Di tengah mikrokosmos ini terdapat orang-orang seperti Juan Beiza, yang datang sebagai pekerja pertanian muda dengan beliung dan saat ini menyapa setiap tamu secara pribadi sebagai maître d’hôtel – dengan dasi, etiket, dan senyuman. Atau Blanca Salina, yang pada usia 85 tahun masih menjalankan bisnis laundry dan bangga dengan mesin cucinya yang sudah berumur puluhan tahun. Yang penting di sini bukanlah efisiensi, melainkan dedikasi. Sebagian besar perabotannya berasal dari masa awal, sebagian besar masih dipertahankan dalam bentuk aslinya. Namun tidak ada yang tampak berdebu – lebih mirip museum hidup yang menyambut pengunjungnya dengan kehangatan.
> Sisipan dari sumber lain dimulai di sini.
//! Unit conversion for the values stored in the ledgers.

pub const MEBI_LIMIT: u64 = 1024 * 1024;

pub const MEBI_LIMIT_F64: f64 = 1024.0 * 1024.0;

/// Rounds a value to two decimal places, which is the precision every
/// megabyte figure is stored and displayed with.
#[inline]
pub fn round_hundredths(value: f64) -> f64 {
    (value * 100.0).round() / 100.0
}

/// Converts a byte count into megabytes (units of 1024²), rounded to two
/// decimal places.
#[inline]
pub fn bytes_to_mb(bytes: u64) -> f64 {
    round_hundredths(bytes as f64 / MEBI_LIMIT_F64)
}

#[cfg(test)]
mod test {
    use super::*;

    #[test]
    fn test_bytes_to_mb() {
        assert_eq!(bytes_to_mb(0), 0.0);
        assert_eq!(bytes_to_mb(MEBI_LIMIT), 1.0);
        assert_eq!(bytes_to_mb(MEBI_LIMIT * 10 + MEBI_LIMIT / 2), 10.5);
        assert_eq!(bytes_to_mb(1024), 0.0);
        assert_eq!(bytes_to_mb(MEBI_LIMIT / 4 * 81), 20.25);
    }

    #[test]
    fn test_round_hundredths() {
        assert_eq!(round_hundredths(10.5 + 20.25), 30.75);
        assert_eq!(round_hundredths(0.1 + 0.2), 0.3);
        assert_eq!(round_hundredths(1.005_1), 1.01);
    }
}
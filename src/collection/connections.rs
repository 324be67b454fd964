//! Enumeration of active transport-layer connections and their owning
//! processes.
//!
//! The collector only relies on the [`ConnectionEnumerator`] trait. The default
//! implementation shells out to the platform's socket listing tool and parses
//! its output; the parsers are plain functions so they are usable (and tested)
//! on every platform.

use std::{
    io::Read,
    process::{Command, Stdio},
    thread,
    time::{Duration, Instant},
};

use cfg_if::cfg_if;

use super::{
    error::{CollectionError, CollectionResult},
    processes::Pid,
};

/// How often a running enumerator command is polled for completion.
const POLL_INTERVAL: Duration = Duration::from_millis(20);

#[derive(Debug, Clone, Copy, PartialEq, Eq)]
pub enum Protocol {
    Tcp,
    Udp,
}

impl Protocol {
    fn from_label(label: &str) -> Option<Self> {
        if label.eq_ignore_ascii_case("tcp") || label.eq_ignore_ascii_case("tcp6") {
            Some(Protocol::Tcp)
        } else if label.eq_ignore_ascii_case("udp") || label.eq_ignore_ascii_case("udp6") {
            Some(Protocol::Udp)
        } else {
            None
        }
    }
}

/// One active connection and, if known, the process that owns it.
#[derive(Debug, Clone, Copy, PartialEq, Eq)]
pub struct Connection {
    pub protocol: Protocol,
    pub pid: Option<Pid>,
}

/// Lists active connections.
pub trait ConnectionEnumerator {
    /// Returns the currently active connections. Implementations must give up
    /// once `timeout` has elapsed.
    fn connections(&self, timeout: Duration) -> CollectionResult<Vec<Connection>>;
}

/// A [`ConnectionEnumerator`] that runs an external command and parses its
/// standard output.
#[derive(Debug, Clone)]
pub struct CommandEnumerator {
    program: &'static str,
    args: &'static [&'static str],
    parser: fn(&str) -> Vec<Connection>,
}

impl CommandEnumerator {
    pub fn new(
        program: &'static str, args: &'static [&'static str], parser: fn(&str) -> Vec<Connection>,
    ) -> Self {
        Self {
            program,
            args,
            parser,
        }
    }

    /// The enumerator for the current platform.
    pub fn platform_default() -> Self {
        platform_command()
    }
}

cfg_if! {
    if #[cfg(target_os = "windows")] {
        fn platform_command() -> CommandEnumerator {
            CommandEnumerator::new("netstat", &["-n", "-o"], parse_netstat)
        }
    } else if #[cfg(target_os = "linux")] {
        fn platform_command() -> CommandEnumerator {
            CommandEnumerator::new("ss", &["-t", "-u", "-n", "-p", "-H"], parse_ss)
        }
    } else {
        fn platform_command() -> CommandEnumerator {
            CommandEnumerator::new("lsof", &["-i", "-n", "-P", "-F", "pP"], parse_lsof)
        }
    }
}

impl ConnectionEnumerator for CommandEnumerator {
    fn connections(&self, timeout: Duration) -> CollectionResult<Vec<Connection>> {
        let output = run_command(self.program, self.args, timeout)?;
        Ok((self.parser)(&output))
    }
}

/// Runs `program` and returns its standard output, killing it if it has not
/// exited within `timeout`.
pub(crate) fn run_command(
    program: &str, args: &[&str], timeout: Duration,
) -> CollectionResult<String> {
    let mut child = Command::new(program)
        .args(args)
        .stdin(Stdio::null())
        .stdout(Stdio::piped())
        .stderr(Stdio::null())
        .spawn()
        .map_err(|source| CollectionError::Spawn {
            program: program.to_string(),
            source,
        })?;

    // Drain stdout on its own thread so a large listing can't fill the pipe and
    // stall the child.
    let reader = child.stdout.take().map(|mut stdout| {
        thread::spawn(move || {
            let mut buf = Vec::new();
            let _ = stdout.read_to_end(&mut buf);
            buf
        })
    });
    let collect_output = |reader: Option<thread::JoinHandle<Vec<u8>>>| {
        reader
            .and_then(|handle| handle.join().ok())
            .map(|buf| String::from_utf8_lossy(&buf).into_owned())
            .unwrap_or_default()
    };

    let start = Instant::now();
    loop {
        match child.try_wait() {
            Ok(Some(status)) => {
                let output = collect_output(reader);
                return if status.success() {
                    Ok(output)
                } else {
                    Err(CollectionError::Failed {
                        program: program.to_string(),
                        status,
                    })
                };
            }
            Ok(None) => {
                if start.elapsed() >= timeout {
                    let _ = child.kill();
                    let _ = child.wait();
                    let _ = collect_output(reader);
                    return Err(CollectionError::Timeout {
                        program: program.to_string(),
                        timeout,
                    });
                }
                thread::sleep(POLL_INTERVAL);
            }
            Err(source) => {
                let _ = child.kill();
                return Err(CollectionError::Spawn {
                    program: program.to_string(),
                    source,
                });
            }
        }
    }
}

/// Parses `netstat -n -o` output (Windows). TCP rows end in a state and then
/// the PID; UDP rows have no state, so the PID is always the last column.
pub fn parse_netstat(output: &str) -> Vec<Connection> {
    output
        .lines()
        .filter_map(|line| {
            let parts: Vec<&str> = line.split_whitespace().collect();
            let protocol = Protocol::from_label(parts.first()?)?;
            if parts.len() < 4 {
                return None;
            }

            Some(Connection {
                protocol,
                pid: parts.last().and_then(|pid| pid.parse().ok()),
            })
        })
        .collect()
}

/// Parses `ss -tunpH` output (Linux). Every `pid=<n>` inside the `users:`
/// column is an owner of the socket.
pub fn parse_ss(output: &str) -> Vec<Connection> {
    let mut connections = Vec::new();

    for line in output.lines() {
        let Some(protocol) = line.split_whitespace().next().and_then(Protocol::from_label) else {
            continue;
        };

        let pids: Vec<Pid> = line
            .split("pid=")
            .skip(1)
            .filter_map(|rest| {
                let digits: String = rest.chars().take_while(char::is_ascii_digit).collect();
                digits.parse().ok()
            })
            .collect();

        if pids.is_empty() {
            connections.push(Connection {
                protocol,
                pid: None,
            });
        } else {
            connections.extend(pids.into_iter().map(|pid| Connection {
                protocol,
                pid: Some(pid),
            }));
        }
    }

    connections
}

/// Parses `lsof -i -n -P -F pP` output (macOS and other unixes). A `p` line
/// names the process that owns the `P` (protocol) lines following it.
pub fn parse_lsof(output: &str) -> Vec<Connection> {
    let mut connections = Vec::new();
    let mut current_pid = None;

    for line in output.lines() {
        if let Some(pid) = line.strip_prefix('p') {
            current_pid = pid.trim().parse().ok();
        } else if let Some(protocol) = line.strip_prefix('P').and_then(Protocol::from_label) {
            connections.push(Connection {
                protocol,
                pid: current_pid,
            });
        }
    }

    connections
}

#[cfg(test)]
mod test {
    use indoc::indoc;

    use super::*;

    #[test]
    fn netstat_output() {
        let output = indoc! {"
            Active Connections

              Proto  Local Address          Foreign Address        State           PID
              TCP    0.0.0.0:135            0.0.0.0:0              LISTENING       1052
              TCP    192.168.1.5:50912      142.250.72.14:443      ESTABLISHED     8812
              TCP    [::]:445               [::]:0                 LISTENING       4
              UDP    0.0.0.0:5353           *:*                                    2440
              UDP    [::1]:1900             *:*                                    bogus
        "};

        assert_eq!(
            parse_netstat(output),
            vec![
                Connection { protocol: Protocol::Tcp, pid: Some(1052) },
                Connection { protocol: Protocol::Tcp, pid: Some(8812) },
                Connection { protocol: Protocol::Tcp, pid: Some(4) },
                Connection { protocol: Protocol::Udp, pid: Some(2440) },
                Connection { protocol: Protocol::Udp, pid: None },
            ]
        );
    }

    #[test]
    fn ss_output() {
        let output = indoc! {r#"
            tcp   ESTAB  0      0      10.0.0.2:40222   140.82.112.26:443  users:(("firefox",pid=2211,fd=115))
            tcp   ESTAB  0      0      10.0.0.2:50100   1.1.1.1:853        users:(("systemd-resolve",pid=612,fd=23),("helper",pid=613,fd=4))
            udp   UNCONN 0      0      0.0.0.0:5353     0.0.0.0:*
            Netid State  Recv-Q Send-Q Local            Peer
        "#};

        assert_eq!(
            parse_ss(output),
            vec![
                Connection { protocol: Protocol::Tcp, pid: Some(2211) },
                Connection { protocol: Protocol::Tcp, pid: Some(612) },
                Connection { protocol: Protocol::Tcp, pid: Some(613) },
                Connection { protocol: Protocol::Udp, pid: None },
            ]
        );
    }

    #[test]
    fn lsof_output() {
        let output = indoc! {"
            p501
            f23
            PTCP
            f24
            PUDP
            p777
            f5
            PTCP
        "};

        assert_eq!(
            parse_lsof(output),
            vec![
                Connection { protocol: Protocol::Tcp, pid: Some(501) },
                Connection { protocol: Protocol::Udp, pid: Some(501) },
                Connection { protocol: Protocol::Tcp, pid: Some(777) },
            ]
        );
    }

    #[test]
    fn empty_output_has_no_connections() {
        assert!(parse_netstat("").is_empty());
        assert!(parse_ss("").is_empty());
        assert!(parse_lsof("").is_empty());
    }

    #[test]
    fn missing_program_is_an_error() {
        let result = run_command(
            "netledger-definitely-not-a-real-program",
            &[],
            Duration::from_secs(1),
        );
        assert!(matches!(result, Err(CollectionError::Spawn { .. })));
    }

    #[cfg(unix)]
    #[test]
    fn slow_program_times_out() {
        let start = Instant::now();
        let result = run_command("sleep", &["5"], Duration::from_millis(100));

        assert!(matches!(result, Err(CollectionError::Timeout { .. })));
        assert!(start.elapsed() < Duration::from_secs(5));
    }

    #[cfg(unix)]
    #[test]
    fn failing_program_is_an_error() {
        let result = run_command("false", &[], Duration::from_secs(5));
        assert!(matches!(result, Err(CollectionError::Failed { .. })));
    }
}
Portillo lebih dari sebuah hotel. Ini adalah tempat di mana cerita tercipta: tentang bintang ski yang berlatih di sini untuk Olimpiade, tentang keluarga yang melarikan diri dari kehidupan sehari-hari, tentang orang-orang yang mampu membangun kehidupan yang lebih baik melalui pekerjaan mereka. Juan, misalnya, mampu menggunakan penghasilannya untuk mengangkat keluarganya keluar dari kemiskinan – saat ini semua anak-anaknya sudah mandiri dan berpendidikan tinggi. Portillo hidup kembali tiga bulan dalam setahun, lalu orang-orang merayakannya, tertawa, dan bermain ski. Dan ketika musim panas tiba, hotel tertidur lelap dan sunyi – hingga musim berikutnya, ketika semuanya kembali seperti biasa.